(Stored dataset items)
__________
//! Weight dictionary file I/O.
//!
//! Adapter and base checkpoints are flat `name -> tensor` maps stored as
//! safetensors. F32, F16 and BF16 tensors are supported; loaded arrays keep
//! their storage dtype.

use std::collections::HashMap;
use std::path::Path;

use flora_core::{Dtype, FloraError};
use mlx_rs::{Array, Dtype as MlxDtype};
use safetensors::tensor::TensorView;
use safetensors::SafeTensors;
use tracing::{debug, info};

use crate::hashes::{legacy_hash, model_hash, LEGACY_HASH_KEY, MODEL_HASH_KEY};
use crate::{LoraError, Result};

/// Flat mapping from tensor name to tensor.
pub type WeightMap = HashMap<String, Array>;

/// File-level metadata.
pub type Metadata = HashMap<String, String>;

/// MLX dtype for a storage precision.
pub fn to_mlx_dtype(dtype: Dtype) -> MlxDtype {
    match dtype {
        Dtype::Float32 => MlxDtype::Float32,
        Dtype::Float16 => MlxDtype::Float16,
        Dtype::BFloat16 => MlxDtype::Bfloat16,
    }
}

/// Storage precision of an MLX dtype, if it is one flora writes.
pub fn from_mlx_dtype(dtype: MlxDtype) -> Option<Dtype> {
    match dtype {
        MlxDtype::Float32 => Some(Dtype::Float32),
        MlxDtype::Float16 => Some(Dtype::Float16),
        MlxDtype::Bfloat16 => Some(Dtype::BFloat16),
        _ => None,
    }
}

/// Load all tensors from a safetensors file.
pub fn load_safetensors(path: impl AsRef<Path>) -> Result<WeightMap> {
    Ok(load_safetensors_with_metadata(path)?.0)
}

/// Load all tensors and the metadata block from a safetensors file.
pub fn load_safetensors_with_metadata(path: impl AsRef<Path>) -> Result<(WeightMap, Metadata)> {
    let path = path.as_ref();
    if path.extension().map_or(true, |e| e != "safetensors") {
        return Err(FloraError::InvalidArgument(format!(
            "only .safetensors files are supported: {}",
            path.display()
        ))
        .into());
    }

    let data = std::fs::read(path)?;
    let (_, header) = SafeTensors::read_metadata(&data)?;
    let metadata = header.metadata().clone().unwrap_or_default();
    let tensors = SafeTensors::deserialize(&data)?;

    let mut weights = WeightMap::with_capacity(tensors.len());
    for (name, view) in tensors.tensors() {
        weights.insert(name.clone(), decode_tensor(&name, &view)?);
    }
    info!("Loaded {} tensors from {:?}", weights.len(), path);
    Ok((weights, metadata))
}

fn decode_tensor(name: &str, view: &TensorView<'_>) -> Result<Array> {
    let shape: Vec<i32> = view.shape().iter().map(|&s| s as i32).collect();
    let data = view.data();

    // Read through byte chunks; the mmap'd buffer has no alignment guarantee.
    let (floats, dtype): (Vec<f32>, MlxDtype) = match view.dtype() {
        safetensors::Dtype::F32 => (
            data.chunks_exact(4)
                .map(|b| f32::from_le_bytes([b[0], b[1], b[2], b[3]]))
                .collect(),
            MlxDtype::Float32,
        ),
        safetensors::Dtype::F16 => (
            data.chunks_exact(2)
                .map(|b| half::f16::from_le_bytes([b[0], b[1]]).to_f32())
                .collect(),
            MlxDtype::Float16,
        ),
        safetensors::Dtype::BF16 => (
            data.chunks_exact(2)
                .map(|b| half::bf16::from_le_bytes([b[0], b[1]]).to_f32())
                .collect(),
            MlxDtype::Bfloat16,
        ),
        other => {
            return Err(LoraError::InvalidState(format!(
                "unsupported dtype {other:?} for tensor {name}"
            )))
        }
    };

    let array = Array::from_slice(&floats, &shape);
    if dtype == MlxDtype::Float32 {
        Ok(array)
    } else {
        Ok(array.as_dtype(dtype)?)
    }
}

struct EncodedTensor {
    name: String,
    dtype: safetensors::Dtype,
    shape: Vec<usize>,
    bytes: Vec<u8>,
}

/// Flatten to host f32 values in row-major order.
pub fn to_f32_vec(array: &Array) -> Result<Vec<f32>> {
    let flat = array.as_dtype(MlxDtype::Float32)?.reshape(&[-1])?;
    flat.eval()?;
    Ok(flat.as_slice::<f32>().to_vec())
}

fn encode_tensor(name: &str, array: &Array, dtype: Option<Dtype>) -> Result<EncodedTensor> {
    let target = match dtype {
        Some(d) => d,
        None => from_mlx_dtype(array.dtype()).ok_or_else(|| {
            LoraError::InvalidState(format!(
                "tensor {name} has unsupported dtype {:?}",
                array.dtype()
            ))
        })?,
    };

    // Round through the target precision so values match what is written.
    let values = to_f32_vec(&array.as_dtype(to_mlx_dtype(target))?)?;
    let (st_dtype, bytes): (safetensors::Dtype, Vec<u8>) = match target {
        Dtype::Float32 => (safetensors::Dtype::F32, bytemuck::cast_slice(&values).to_vec()),
        Dtype::Float16 => {
            let halfs: Vec<half::f16> = values.iter().map(|&v| half::f16::from_f32(v)).collect();
            (safetensors::Dtype::F16, bytemuck::cast_slice(&halfs).to_vec())
        }
        Dtype::BFloat16 => {
            let halfs: Vec<half::bf16> = values.iter().map(|&v| half::bf16::from_f32(v)).collect();
            (safetensors::Dtype::BF16, bytemuck::cast_slice(&halfs).to_vec())
        }
    };

    Ok(EncodedTensor {
        name: name.to_string(),
        dtype: st_dtype,
        shape: array.shape().iter().map(|&s| s as usize).collect(),
        bytes,
    })
}

fn views(encoded: &[EncodedTensor]) -> Result<Vec<(&str, TensorView<'_>)>> {
    encoded
        .iter()
        .map(|t| {
            Ok((
                t.name.as_str(),
                TensorView::new(t.dtype, t.shape.clone(), &t.bytes)?,
            ))
        })
        .collect()
}

/// Compute `(sshs_model_hash, sshs_legacy_hash)` for a weight map.
///
/// Only `ss_*` metadata keys take part in the hashed serialization.
pub fn precalculate_hashes(
    weights: &WeightMap,
    dtype: Option<Dtype>,
    metadata: &Metadata,
) -> Result<(String, String)> {
    let encoded = weights
        .iter()
        .map(|(name, array)| encode_tensor(name, array, dtype))
        .collect::<Result<Vec<_>>>()?;
    hashes_for(&encoded, metadata)
}

fn hashes_for(encoded: &[EncodedTensor], metadata: &Metadata) -> Result<(String, String)> {
    let training_meta: Metadata = metadata
        .iter()
        .filter(|(k, _)| k.starts_with("ss_"))
        .map(|(k, v)| (k.clone(), v.clone()))
        .collect();
    let training_meta = (!training_meta.is_empty()).then_some(training_meta);

    let serialized = safetensors::serialize(views(encoded)?, &training_meta)?;
    Ok((model_hash(&serialized)?, legacy_hash(&serialized)))
}

/// Save a weight map as safetensors.
///
/// Tensors are cast to `dtype` when given. The two integrity hashes are
/// computed and added to `metadata` before writing.
pub fn save_safetensors(
    path: impl AsRef<Path>,
    weights: &WeightMap,
    dtype: Option<Dtype>,
    metadata: Option<Metadata>,
) -> Result<()> {
    let path = path.as_ref();
    let mut encoded = weights
        .iter()
        .map(|(name, array)| encode_tensor(name, array, dtype))
        .collect::<Result<Vec<_>>>()?;
    encoded.sort_by(|a, b| a.name.cmp(&b.name));

    let mut metadata = metadata.unwrap_or_default();
    let (model, legacy) = hashes_for(&encoded, &metadata)?;
    debug!("{MODEL_HASH_KEY}={model} {LEGACY_HASH_KEY}={legacy}");
    metadata.insert(MODEL_HASH_KEY.to_string(), model);
    metadata.insert(LEGACY_HASH_KEY.to_string(), legacy);

    if let Some(parent) = path.parent().filter(|p| !p.as_os_str().is_empty()) {
        std::fs::create_dir_all(parent)?;
    }
    safetensors::serialize_to_file(views(&encoded)?, &Some(metadata), path)?;
    info!("Saved {} tensors to {:?}", encoded.len(), path);
    Ok(())
}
__________
### Task directions:
Filter the records, keeping only lines that contain "return", and show those lines.

### Exercise solution:
        return Err(FloraError::InvalidArgument(format!(
            return Err(LoraError::InvalidState(format!(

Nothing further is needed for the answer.